On February 27, 2025, we entered into a Revolving Loan Agreement (the “Revolving Loan Agreement”) with a lender. Pursuant to and under the terms of the Revolving Loan Agreement, we issued a revolving note dated February 28, 2025 in the principal amount of up to $2.0 million (the “Revolving Note”), which we may draw upon at our discretion from time to time through its maturity on February 28, 2026. The Revolving Note bears interest at the rate of 18% per annum calculated on the basis of a 360-day year, consisting of twelve 30 calendar day periods, and shall accrue interest daily commencing from the date of any draw down until paid in full.

 

On March 12, 2025, we consummated a public offering of an aggregate of (i) 53,637 shares of common stock, of the Company, at a public offering price of $0.30 per share and (ii) pre-funded warrants to purchase 713,030 shares of common stock at an exercise price of $0.025 per share, at a public offering price of $7.48 per pre-funded warrant (the “Offering”). The Offering closed on March 13, 2025. We received gross proceeds of approximately $5.7 million and net proceeds of approximately $5.0 million, reflecting approximately $0.7 million of legal costs and other expenses connected with the Offering.

 

On June 20, 2025, we consummated a private placement of an aggregate of (i) 21,924 shares of common stock, of the Company, at a purchase price of $3.60 per share and (ii) pre-funded warrants to purchase 1,158,953 shares of common stock at an exercise price of $0.001 per share, at a purchase price of $3.599 per pre-funded warrant.
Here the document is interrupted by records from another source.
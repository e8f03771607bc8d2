use paramstore::Parameters;

#[derive(Default, Parameters)]
struct Database {
    #[param("/{{.env}}/db/url,decrypt")]
    url: String,
}

#[derive(Default, Parameters)]
struct App<T: paramstore::Bind + Default> {
    #[param("/{{.env}}/value")]
    value: T,

    #[param(flatten)]
    database: Database,

    #[param(flatten)]
    replica: Option<Box<Database>>,
}

fn main() {
    let store = paramstore::store::MemoryStore::new();
    let params = serde_json::json!({ "env": "dev" });
    let _ = paramstore::Loader::new(&store).load_with_parameters(&mut App::<u32>::default(), &params);
}
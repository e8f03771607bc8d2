#![no_main]

use libfuzzer_sys::fuzz_target;
use paramstore::duration::parse_duration;

fuzz_target!(|data: &str| {
    // === Parsing should never panic ===
    let parsed = parse_duration(data);

    // === Negative durations are never accepted ===
    if data.starts_with('-') {
        assert!(parsed.is_err());
    }
});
The private placement closed on June 24, 2025. We received gross proceeds of approximately $4.3 million and net proceeds of approximately $3.9 million, reflecting approximately $0.4 million of legal costs and other expenses connected with the private placement.

 

Balance Sheet Data:

   June 30,   December 31,         
   2025   2024   Change   % 
Current assets  $5,191,917   $2,210,917   $2,981,000    135%
Current liabilities   1,692,786    1,533,769    159,017    10%
Working capital  $3,499,131   $677,148   $2,821,983    417%

 

As of June 30, 2025, total current assets were $5.2 million and total current liabilities were $1.7 million, resulting in working capital of $3.5 million. As of December 31, 2024, total current assets were $2.2 million and total current liabilities were $1.5 million, resulting in a working capital of $0.7 million. The Company’s current assets as of June 30, 2025 are comprised of $4.8 million of cash and cash equivalents and $0.4 million of prepaid expenses, with the increase from December 31, 2024 being primarily due to the March 2025 equity raise that provided $5.0 million in net cash and the June 2025 private placement that provided $3.9 million in net cash.

 

In addition, we continued progress on our R&D programs during the six months ended June 30, 2025 that resulted in increased cash expenditures. The Company’s current liabilities as of June 30, 2025 are primarily comprised of $0.4 million of convertible notes payable, $1.2 million of accounts payable and accrued expenses, $0.1 million of notes payable to related parties, and the current portion of our operating lease liability of $0.1 million. The increase in current liabilities is primarily due to an increase in accounts payable and accrued expenses of $0.6 million, partially offset by a $0.1 million decrease in convertible notes payable and a $0.1 million decrease in notes payable to related parties. This is primarily attributable to our efforts to preserve cash while we strive to raise funds to finance ongoing business and operations.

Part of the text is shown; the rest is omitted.